14 de agosto de 2025

 

A Médicos do Mundo é uma das mais de 100 ONG subscritoras de uma declaração conjunta que denuncia a nova ofensiva das autoridades israelitas contra organizações humanitárias internacionais.

Desde março, dezenas de ONG têm visto os seus pedidos de entrada de bens essenciais recusados, sob o argumento de que “não estão autorizadas a fornecer ajuda”. Esta medida, associada a um processo de registo burocrático e politizado, ameaça suspender operações vitais em Gaza e na Cisjordânia.

Num contexto de fome extrema e colapso dos serviços básicos, esta obstrução representa uma violação grave do direito internacional humanitário e coloca em risco milhões de vidas. As organizações signatárias apelam à comunidade internacional para que pressione Israel a pôr fim a estas restrições e permita a entrada imediata e incondicional de ajuda humanitária.

Leia abaixo a declaração na íntegra.

 

Gaza: Israel ameaça proibir as principais organizações de ajuda humanitária enquanto a fome se agrava


Apesar das alegações das autoridades israelitas de que não há restrições à entrada de ajuda humanitária em Gaza, a maioria das principais ONG internacionais não conseguiu entregar qualquer camião com bens essenciais desde 2 de março.

Em vez de desbloquear o crescente volume de bens retidos, as autoridades israelitas têm rejeitado pedidos de dezenas de ONG para introduzir bens essenciais, alegando que estas organizações “não estão autorizadas a fornecer ajuda”. Só em julho, mais de 60 pedidos foram recusados com base nesta justificação.

Esta obstrução deixou milhões de dólares em alimentos, medicamentos, água e materiais de abrigo, retidos em armazéns na Jordânia e no Egito, enquanto os palestinianos enfrentam a fome.
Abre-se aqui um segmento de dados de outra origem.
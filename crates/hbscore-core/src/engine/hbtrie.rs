use super::config::HBondOptions;
use super::evaluator::{ATOMIC_INTERACTION_CUTOFF, BondTerms, HBondEvaluator, PairEnvironment};
use super::hbond_set::HBondSet;
use crate::core::forcefield::energy::HBondGeometry;
use crate::core::forcefield::term::EnergyMap;
use crate::core::forcefield::types::{HBAccChemType, HBDonChemType, HBEvalTuple};
use crate::core::models::residue::Residue;
use crate::core::trie::hbond::{HBAtom, HBCountPairData, HBondTrie};
use crate::core::trie::rotamer_trie::RotamerDescriptor;
use crate::core::trie::traversal::TrieEvaluator;
use nalgebra::Point3;

pub(crate) type HBDescriptor = RotamerDescriptor<HBAtom, HBCountPairData>;

/// Descriptor of one conformation.
///
/// Only atoms that can take part in a bond are kept: every acceptor and donor
/// heavy atom in residue order, each followed by its polar hydrogens. A
/// residue with none of these gets a single inert placeholder so that every
/// rotamer has a path in the trie.
pub(crate) fn rotamer_descriptor(
    residue: &Residue,
    rotamer: usize,
    hbond_set: &HBondSet,
    options: &HBondOptions,
) -> HBDescriptor {
    let mut descriptor = RotamerDescriptor::new(rotamer);
    let seqpos = residue.seqpos();
    let check = options.bb_donor_acceptor_check && residue.is_protein();
    let flags = AtomFlags {
        is_protein: residue.is_protein(),
        is_dna: residue.is_dna(),
        near_water: hbond_set.residue_near_water(seqpos),
        is_water: residue.is_hybrid_water(),
    };

    for (index, atom) in residue.atoms().iter().enumerate() {
        if atom.is_hydrogen {
            continue;
        }
        let hydrogens: Vec<usize> = residue
            .polar_hydrogens()
            .iter()
            .copied()
            .filter(|&h| residue.atom_base(h) == index)
            .collect();
        let acc_type = atom.acceptor_type.filter(|_| atom.base.is_some());
        if acc_type.is_none() && hydrogens.is_empty() {
            continue;
        }

        let is_bb = residue.is_backbone_atom(index);
        let (base, base2) = match acc_type {
            Some(_) => (
                *residue.position(residue.atom_base(index)),
                *residue.position(residue.atom_base2(index)),
            ),
            None => (atom.position, atom.position),
        };
        let claimed = if acc_type.is_some() {
            hbond_set.acc_bbg_in_bb_bb_hbond(seqpos)
        } else {
            hbond_set.don_bbg_in_bb_bb_hbond(seqpos)
        };
        descriptor.push(
            flags.atom(atom.position, base, base2, false, atom.donor_type, acc_type, is_bb),
            HBCountPairData {
                is_sc: !is_bb,
                avoid_sc_hbonds: check && is_bb && claimed,
            },
        );

        for h in hydrogens {
            descriptor.push(
                flags.atom(
                    *residue.position(h),
                    atom.position,
                    atom.position,
                    true,
                    atom.donor_type,
                    None,
                    is_bb,
                ),
                HBCountPairData {
                    is_sc: !is_bb,
                    avoid_sc_hbonds: check && is_bb && hbond_set.don_bbg_in_bb_bb_hbond(seqpos),
                },
            );
        }
    }

    if descriptor.is_empty() {
        let anchor = residue
            .atoms()
            .first()
            .map_or_else(Point3::origin, |atom| atom.position);
        descriptor.push(HBAtom::placeholder(anchor), HBCountPairData::default());
    }
    descriptor
}

/// Builds a trie over `conformations`, numbered in iteration order.
pub(crate) fn build_trie<'r>(
    conformations: impl IntoIterator<Item = &'r Residue>,
    hbond_set: &HBondSet,
    options: &HBondOptions,
) -> HBondTrie {
    let descriptors = conformations
        .into_iter()
        .enumerate()
        .map(|(rotamer, residue)| rotamer_descriptor(residue, rotamer, hbond_set, options))
        .collect();
    HBondTrie::build(descriptors)
}

#[derive(Debug, Clone, Copy)]
struct AtomFlags {
    is_protein: bool,
    is_dna: bool,
    near_water: bool,
    is_water: bool,
}

impl AtomFlags {
    #[allow(clippy::too_many_arguments)]
    fn atom(
        &self,
        position: Point3<f64>,
        base: Point3<f64>,
        base2: Point3<f64>,
        is_hydrogen: bool,
        don_type: Option<HBDonChemType>,
        acc_type: Option<HBAccChemType>,
        is_backbone: bool,
    ) -> HBAtom {
        HBAtom {
            position,
            base,
            base2,
            is_hydrogen,
            don_type,
            acc_type,
            is_backbone,
            is_protein: self.is_protein,
            is_dna: self.is_dna,
            near_water: self.near_water,
            is_water: self.is_water,
        }
    }
}

/// Leaf evaluation of a trie traversal between two sequence positions.
///
/// Scores the same way as the residue-level scan: identical gates, weights
/// and buckets, with the weighted sum over buckets as the pair energy.
pub(crate) struct HBondTrieContext<'a> {
    evaluator: HBondEvaluator<'a>,
    weights: EnergyMap,
    res1_nb: usize,
    res2_nb: usize,
    /// `seqpos2 - seqpos1`.
    seq_sep: isize,
    same_chain: bool,
    ssdep: f64,
}

impl<'a> HBondTrieContext<'a> {
    /// Context for the positions of `site1` (first trie) and `site2`.
    pub fn new(
        evaluator: HBondEvaluator<'a>,
        hbond_set: &HBondSet,
        weights: EnergyMap,
        site1: &Residue,
        site2: &Residue,
    ) -> Self {
        let (s1, s2) = (site1.seqpos(), site2.seqpos());
        Self {
            evaluator,
            weights,
            res1_nb: hbond_set.nbrs(s1),
            res2_nb: hbond_set.nbrs(s2),
            seq_sep: s2 as isize - s1 as isize,
            same_chain: site1.chain_id == site2.chain_id,
            ssdep: hbond_set.ssdep_factor(s1, s2),
        }
    }

    fn donor_acceptor_energy(
        &self,
        hydrogen: &HBAtom,
        acceptor: &HBAtom,
        separation: isize,
        don_nb: usize,
        acc_nb: usize,
    ) -> f64 {
        let (Some(don_type), Some(acc_type)) = (hydrogen.don_type, acceptor.acc_type) else {
            return 0.0;
        };
        let tuple = HBEvalTuple::classify(
            don_type,
            hydrogen.is_backbone,
            acc_type,
            acceptor.is_backbone,
            separation,
            self.same_chain,
        );
        let geometry = HBondGeometry {
            donor: hydrogen.base,
            hydrogen: hydrogen.position,
            acceptor: acceptor.position,
            base: acceptor.base,
            base2: acceptor.base2,
        };
        let Some((raw, _)) = self.evaluator.bond_energy(&tuple, &geometry, false) else {
            return 0.0;
        };

        let terms = BondTerms {
            tuple,
            raw,
            hydrogen: hydrogen.position,
            acceptor: acceptor.position,
            involves_dna: hydrogen.is_dna || acceptor.is_dna,
            don_is_water: hydrogen.is_water,
            acc_is_water: acceptor.is_water,
            intra: false,
        };
        let env = PairEnvironment {
            don_neighbors: don_nb,
            acc_neighbors: acc_nb,
            ssdep: self.ssdep,
            near_water: hydrogen.near_water || acceptor.near_water,
        };
        let mut emap = EnergyMap::new();
        self.evaluator.score_bond(&terms, &env, &mut emap);
        emap.dot(&self.weights)
    }
}

impl TrieEvaluator<HBAtom> for HBondTrieContext<'_> {
    fn cutoff(&self) -> f64 {
        ATOMIC_INTERACTION_CUTOFF
    }

    fn pair_energy(&self, first: &HBAtom, second: &HBAtom) -> f64 {
        if first.is_acceptor() && second.is_polar_hydrogen() {
            self.donor_acceptor_energy(second, first, -self.seq_sep, self.res2_nb, self.res1_nb)
        } else if first.is_polar_hydrogen() && second.is_acceptor() {
            self.donor_acceptor_energy(first, second, self.seq_sep, self.res1_nb, self.res2_nb)
        } else {
            0.0
        }
    }
}

#[cfg(test)]
mod tests {
    use super::*;
    use crate::core::models::chain::ChainType;
    use crate::core::models::system::MolecularSystem;
    use crate::engine::test_utils::{add_residue, backbone_pair, database, finish};

    fn options() -> HBondOptions {
        HBondOptions::default()
    }

    #[test]
    fn descriptor_lists_heavy_atoms_before_their_hydrogens() {
        let fixture = backbone_pair(0, true, true);
        let serine = fixture.system.residue(fixture.serine.unwrap()).unwrap();
        let descriptor = rotamer_descriptor(serine, 0, &HBondSet::default(), &options());

        // SER fixture: OG (acceptor and donor) then HG. CB is skipped.
        assert_eq!(descriptor.len(), 2);
        let (og, _) = &descriptor.atoms[0];
        let (hg, cp) = &descriptor.atoms[1];
        assert!(og.is_acceptor());
        assert!(!og.is_hydrogen);
        assert!(hg.is_polar_hydrogen());
        assert_eq!(hg.base, og.position);
        assert!(cp.is_sc);
        assert!(!cp.avoid_sc_hbonds);
    }

    #[test]
    fn claimed_backbone_groups_avoid_sidechain_partners() {
        let fixture = backbone_pair(0, true, false);
        let db = database();
        let set = HBondSet::setup(&fixture.system, &options(), &db, None);
        let donor = fixture.system.residue(fixture.donor).unwrap();
        let acceptor = fixture.system.residue(fixture.acceptor).unwrap();

        let don_desc = rotamer_descriptor(donor, 0, &set, &options());
        let h = don_desc
            .atoms
            .iter()
            .find(|(atom, _)| atom.is_polar_hydrogen())
            .unwrap();
        assert!(h.1.avoid_sc_hbonds);
        let o = don_desc
            .atoms
            .iter()
            .find(|(atom, _)| atom.is_acceptor())
            .unwrap();
        assert!(!o.1.avoid_sc_hbonds);

        let acc_desc = rotamer_descriptor(acceptor, 0, &set, &options());
        let o = acc_desc
            .atoms
            .iter()
            .find(|(atom, _)| atom.is_acceptor())
            .unwrap();
        assert!(o.1.avoid_sc_hbonds);
        assert!(!o.1.is_sc);

        let unchecked = HBondOptions {
            bb_donor_acceptor_check: false,
            ..options()
        };
        let acc_desc = rotamer_descriptor(acceptor, 0, &set, &unchecked);
        assert!(acc_desc.atoms.iter().all(|(_, cp)| !cp.avoid_sc_hbonds));
    }

    #[test]
    fn residue_without_polar_atoms_gets_placeholder() {
        let mut system = MolecularSystem::new();
        let chain = system.add_chain('L', ChainType::Ligand);
        add_residue(
            &mut system,
            chain,
            1,
            "BNZ",
            &[("C1", [1.0, 2.0, 3.0]), ("C2", [2.4, 2.0, 3.0])],
        );
        let system = finish(system);
        let residue = system.residue_at(0).unwrap();
        let descriptor = rotamer_descriptor(residue, 0, &HBondSet::default(), &options());

        assert_eq!(descriptor.len(), 1);
        let (atom, cp) = &descriptor.atoms[0];
        assert_eq!(atom.position, Point3::new(1.0, 2.0, 3.0));
        assert!(!atom.is_acceptor() && !atom.is_polar_hydrogen());
        assert_eq!(*cp, HBCountPairData::default());

        let trie = build_trie([residue, residue], &HBondSet::default(), &options());
        assert_eq!(trie.num_rotamers(), 2);
        assert_eq!(trie.nodes().len(), 1);
    }

    #[test]
    fn context_orients_donor_and_acceptor_by_atom_role() {
        let fixture = backbone_pair(0, true, false);
        let db = database();
        let opts = HBondOptions {
            use_hb_env_dep: false,
            decompose_bb_hb_into_pair_energies: true,
            ..options()
        };
        let set = HBondSet::default();
        let evaluator = HBondEvaluator::new(&opts, &db, None);
        let donor = fixture.system.residue(fixture.donor).unwrap();
        let acceptor = fixture.system.residue(fixture.acceptor).unwrap();

        let h = rotamer_descriptor(donor, 0, &set, &opts)
            .atoms
            .into_iter()
            .find(|(atom, _)| atom.is_polar_hydrogen())
            .unwrap()
            .0;
        let o = rotamer_descriptor(acceptor, 0, &set, &opts)
            .atoms
            .into_iter()
            .find(|(atom, _)| atom.is_acceptor())
            .unwrap()
            .0;

        let forward = HBondTrieContext::new(evaluator, &set, EnergyMap::filled(1.0), donor, acceptor);
        let backward = HBondTrieContext::new(evaluator, &set, EnergyMap::filled(1.0), acceptor, donor);
        let e1 = forward.pair_energy(&h, &o);
        let e2 = backward.pair_energy(&o, &h);
        assert!((e1 + 1.0).abs() < 1e-3);
        assert!((e1 - e2).abs() < 1e-12);
        assert_eq!(forward.pair_energy(&h, &h), 0.0);
    }
}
“A Anera tem mais de 7 milhões de dólares em bens essenciais bloqueados, sem poder entrar em Gaza – incluindo 744 paletes de arroz, suficientes para seis milhões de refeições, retidas em Ashdod, a apenas alguns quilómetros de distância”, afirma Sean Carroll, presidente e CEO da Anera.

Muitas das ONG que agora são informadas de que não estão “autorizadas” a fornecer ajuda humanitária, trabalham em Gaza há décadas, são de confiança para as comunidades e têm experiência na entrega segura de ajuda. A sua exclusão deixa hospitais sem recursos essenciais, crianças, pessoas com deficiência e idosos a morrer de fome e de doenças evitáveis, e os próprios trabalhadores humanitários a ir trabalhar com fome.

A obstrução está ligada às novas regras de registo de ONG internacionais introduzidas em março. Ao abrigo destas novas regras, o registo pode ser recusado com base em critérios vagos e politizados, como a alegada “deslegitimação” do Estado de Israel.

As ONG internacionais alertaram que o processo foi concebido para controlar organizações independentes, silenciar a ação de advocacy e censurar relatórios humanitários. Esta nova obstrução burocrática é incompatível com o direito internacional, pois reforça o controlo e a anexação por parte de Israel do território Palestiniano ocupado.

A menos que as ONG internacionais cumpram integralmente os requisitos de registo, incluindo a entrega obrigatória de detalhes sobre doadores privados, listas completas do pessoal palestiniano e outras informações sensíveis sobre os profissionais, para uma alegada verificação de “segurança” pelas autoridades israelitas, muitas poderão ser obrigadas a suspender operações em Gaza e na Cisjordânia, incluindo Jerusalém Oriental, e a retirar todo o pessoal internacional no prazo de 60 dias. Algumas organizações receberam mesmo um ultimato de sete dias para fornecer as listas do pessoal palestiniano.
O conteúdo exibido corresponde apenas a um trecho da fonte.